Is your mom's estate going through probate? This is where a creditor could assert its claim for money your mom owed, attempting to collect the debt from your mom's estate. 

You or your mom's husband  should speak with an attorney to make sure the proper process is followed. Also, someone should let your mom's creditors know she is deceased.

 

llinda, Mar, 2020

My sister's husband died. Her name was on mortgage but not on deed. We are in the process of putting real estate in her name. If he had credit cards (none in her name) can they put a lien on her house?

DDaniel Cohen, Mar, 2020

Linda, I am sorry to read of your sister's loss. She needs to speak with an estate attorney, to make sure her husband's estate is handled properly. I believe that claims against her husband's estate for debts he owed could lead to a lawsuit, judgment, and lien on property he owned.

SSam, Oct, 2012
Mom died. She was on the deed to the house but not the mortgage. Her (estranged) husband is claiming there is a lien on the house for student loans she didnt pay and that he was unaware of. He cant sell or refinance. To my knowledge there is no will. Is he liable? He wants to dispute it saying their relationship hadnt begun at the time she withdrew the student loans. ---Daughter, NY
BBill, Oct, 2012
Impossible to answer your question without knowing: • The state where the property is situated, and • How the property was titled (joint tenancy, tenancy in common, tenancy in the entirety, or community property)

Perhaps I lack imagination, but I fail to see what difference it makes if the student loan debt was pre-marital or incurred during the marriage. The issue is the lien was placed on property the debtor owned while she was alive. Depending on the state's laws and the property's title, the lien either remains in full effect or ceased when judgment-debtor died.

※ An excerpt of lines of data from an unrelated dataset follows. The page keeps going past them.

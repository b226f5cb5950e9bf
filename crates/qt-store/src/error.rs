use qt_object::ObjectError;
use qt_types::Diagnostic;
use qt_vfs::VfsError;

/// Errors from object store operations.
#[derive(Debug, thiserror::Error)]
pub enum StoreError {
    /// No record under this name.
    #[error("object not found: {name}")]
    NotFound { name: String },

    /// The record exists but cannot be decoded.
    #[error("corrupt object {name}: {reason}")]
    Corrupt { name: String, reason: String },

    /// The object belongs to another release than the store.
    #[error("object {name} belongs to release {actual}, store holds {expected}")]
    ReleaseMismatch {
        name: String,
        expected: String,
        actual: String,
    },

    /// Waste refused: other sources or objects still refer to it.
    #[error("object {name} is used by {}", dependents.join(", "))]
    HasDependents {
        name: String,
        dependents: Vec<String>,
    },

    /// The object is among its own transitive referrers.
    #[error("object {name} has a cyclic dependency")]
    Cyclic { name: String },

    /// The release is readonly.
    #[error("store is read-only")]
    ReadOnly,

    /// I/O failure from the underlying filesystem.
    #[error("I/O error on {name}: {source}")]
    Io {
        name: String,
        #[source]
        source: VfsError,
    },
}

impl StoreError {
    pub(crate) fn vfs(name: impl ToString, source: VfsError) -> Self {
        match source {
            VfsError::ReadOnly { .. } => Self::ReadOnly,
            source => Self::Io {
                name: name.to_string(),
                source,
            },
        }
    }

    pub(crate) fn from_object(err: ObjectError, name: impl ToString) -> Self {
        match err {
            ObjectError::Corrupt { object, reason } => Self::Corrupt {
                name: object,
                reason,
            },
            other => Self::Corrupt {
                name: name.to_string(),
                reason: other.to_string(),
            },
        }
    }

    /// Stable reference code.
    pub fn code(&self) -> &'static str {
        match self {
            Self::NotFound { .. } => "object.fetch.notfound",
            Self::Corrupt { .. } => "object.fetch.corrupt",
            Self::ReleaseMismatch { .. } => "object.store.release",
            Self::HasDependents { .. } => "object.waste.deps",
            Self::Cyclic { .. } => "cyclic.equal",
            Self::ReadOnly => "object.store.readonly",
            Self::Io { .. } => "object.fetch.io",
        }
    }

    pub fn is_not_found(&self) -> bool {
        matches!(self, Self::NotFound { .. })
    }

    pub fn to_diagnostic(&self) -> Diagnostic {
        let d = Diagnostic::new(self.code(), self.to_string());
        match self {
            Self::NotFound { name }
            | Self::Corrupt { name, .. }
            | Self::ReleaseMismatch { name, .. }
            | Self::HasDependents { name, .. }
            | Self::Cyclic { name } => d.with_object(name.clone()),
            Self::Io { name, source } => match source.path() {
                Some(path) => d.with_object(name.clone()).with_file(path),
                None => d.with_object(name.clone()),
            },
            Self::ReadOnly => d,
        }
    }
}

/// Result alias for store operations.
pub type StoreResult<T> = Result<T, StoreError>;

The surviving spouse should consult with a lawyer who has probate or property law experience to learn his rights and liabilities. Yes, a lawyer's time is not cheap, but if the circumstances are such that the lien is not longer effective, the lawyer's hourly fee will be money well spent.

CCindy, May, 2012
My mother pass away this year. There as no estate she had 5 credit card under her name only had less then $10,000 on them. My Father went to in lawyer in Florida. The lawyer told him that Florida is not a Non community property state. Three of my mother credit card company has turn later or no payment over to my father credit report. What do I tell do now?????
BBill, May, 2012
Your statement, "There is no estate..." is not quite correct because you went on to say, "she had 5 credit card under her name only (and) less than $10,000 on them." The general rule is, if a deceased person has any assets or liabilities, the decedent has an estate.

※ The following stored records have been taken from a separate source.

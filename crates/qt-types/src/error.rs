use thiserror::Error;

/// Errors produced by type operations.
#[derive(Debug, Error, PartialEq, Eq)]
pub enum TypeError {
    #[error("invalid hex string: {0}")]
    InvalidHex(String),

    #[error("invalid byte length: expected {expected}, got {actual}")]
    InvalidLength { expected: usize, actual: usize },

    #[error("invalid release `{value}`")]
    InvalidRelease { value: String },

    #[error("invalid path `{value}`: {reason}")]
    InvalidPath { value: String, reason: String },

    #[error("invalid object name `{value}`: {reason}")]
    InvalidObjectName { value: String, reason: String },

    #[error("invalid registry: {0}")]
    Registry(String),
}

impl TypeError {
    /// Stable reference code.
    pub fn code(&self) -> &'static str {
        match self {
            Self::InvalidHex(_) | Self::InvalidLength { .. } => "type.digest",
            Self::InvalidRelease { .. } => "release.invalid",
            Self::InvalidPath { .. } => "path.invalid",
            Self::InvalidObjectName { .. } => "object.fetch.name",
            Self::Registry(_) => "registry.invalid",
        }
    }
}
use qt_types::Diagnostic;

/// Errors raised while binding, rendering or decoding objects.
#[derive(Debug, Clone, PartialEq, Eq, thiserror::Error)]
pub enum ObjectError {
    /// Argument text does not start with `(`.
    #[error("argument list must start with `(`")]
    ArgsNotCall,

    /// Argument list is missing its closing parenthesis or quote.
    #[error("unclosed argument list")]
    ArgsUnclosed,

    /// More arguments than declared parameters.
    #[error("too many arguments for `{object}`: {given} given, {max} accepted")]
    TooManyArgs {
        object: String,
        given: usize,
        max: usize,
    },

    /// A parameter bound both positionally and by name.
    #[error("parameter `{param}` of `{object}` occurs twice")]
    DuplicateArg { object: String, param: String },

    /// A keyword-only parameter passed positionally.
    #[error("parameter `{param}` of `{object}` must be passed by name")]
    NamedOnly { object: String, param: String },

    /// Unknown render algorithm suffix.
    #[error("unknown render algorithm `{0}`")]
    UnknownAlgo(String),

    /// Language modifier with an unknown language letter.
    #[error("unknown language modifier `{0}`")]
    UnknownLanguage(String),

    /// An object record that cannot be decoded.
    #[error("corrupt {object} record: {reason}")]
    Corrupt { object: String, reason: String },
}

impl ObjectError {
    /// Stable reference code.
    pub fn code(&self) -> &'static str {
        match self {
            Self::ArgsNotCall => "parse.args.call",
            Self::ArgsUnclosed => "parse.args.unclosed",
            Self::TooManyArgs { .. } => "macro.args.toomany",
            Self::DuplicateArg { .. } => "macro.args.twice",
            Self::NamedOnly { .. } => "macro.args.named",
            Self::UnknownAlgo(_) => "render.algo.unknown",
            Self::UnknownLanguage(_) => "render.language.unknown",
            Self::Corrupt { .. } => "object.record.corrupt",
        }
    }

    pub fn to_diagnostic(&self) -> Diagnostic {
        let d = Diagnostic::new(self.code(), self.to_string());
        match self {
            Self::TooManyArgs { object, .. }
            | Self::DuplicateArg { object, .. }
            | Self::NamedOnly { object, .. }
            | Self::Corrupt { object, .. } => d.with_object(object.clone()),
            _ => d,
        }
    }
}

/// Convenience alias used throughout the object crate.
pub type ObjectResult<T> = std::result::Result<T, ObjectError>;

What may be true is the decedent's family may not need to probate the estate. You mentioned Florida. Consult with a Florida lawyer to learn what, if any, steps your family needs to take to notify the decedent's creditors about their share (if any) of the estate.

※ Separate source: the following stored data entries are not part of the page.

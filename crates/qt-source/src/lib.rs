//! Source store for qt.
//!
//! Sources are files addressed by [`QPath`](qt_types::QPath) inside a
//! release. Storing a source keeps everything derived from it in line:
//!
//! - object files (`.d`, `.i`, `.l`) are parsed and their objects stored,
//!   with objects that left the file removed
//! - other text sources have their dependency links re-diffed
//! - `project.json` files are validated and refresh the project rules
//! - meta and the basename uniqueness index are updated
//!
//! A [`Session`] owns the repository configuration, the registry and the
//! identity caches; [`Session::open`] hands out a [`SourceStore`] per
//! release.
//!
//! # Design Rules
//!
//! - Identical content is a no-op: no links, meta or objects are touched.
//! - Checks that can refuse a store run before any byte is written.
//! - Concurrent stores of sources referencing the same object may race on
//!   that object's links.

pub mod config;
pub mod error;
pub mod meta;
pub mod nature;
pub mod project;
pub mod session;
pub mod store;
pub mod unique;

pub use config::RepositoryConfig;
pub use error::{SourceError, SourceResult};
pub use meta::Meta;
pub use nature::{Nature, SourceKind};
pub use project::{Project, ProjectConfig, PROJECT_FILE};
pub use session::Session;
pub use store::{SourceStore, StoreOptions, StoreReport};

Regardless of your mother living or not, it is inaccurate for the original creditor or collection agent to place one spouses debts on another's credit report in common law states. My advice? 1. As I mentioned earlier, consult with a probate lawyer. 2. File a dispute with each of the three credit reporting agencies that are publishing the erroneous information.
JJulie, Mar, 2012
My husband passed away in December leaving behind unpaid medical bills (of which I was unaware). His assets were CDs and bank accts. that listed me as beneficiary. These I transferred into my accounts.Sometime in late January the hospital and his doctor began sending me statements listing me as "financially responsible". A short while later I began getting calls from collection agencies demanding payment for medical bills I had no knowledge of.As an Oregon resident it was my understanding, since I didn't sign any agreements with the doctors or hospital, that I was not responsible for these debts. Am I correct?
BBill, Mar, 2012
You must probate your deceased spouse's estate. Consult with a lawyer who has probate experience to begin this process. Your probate lawyer will instruct you in how to handle the calls from creditors.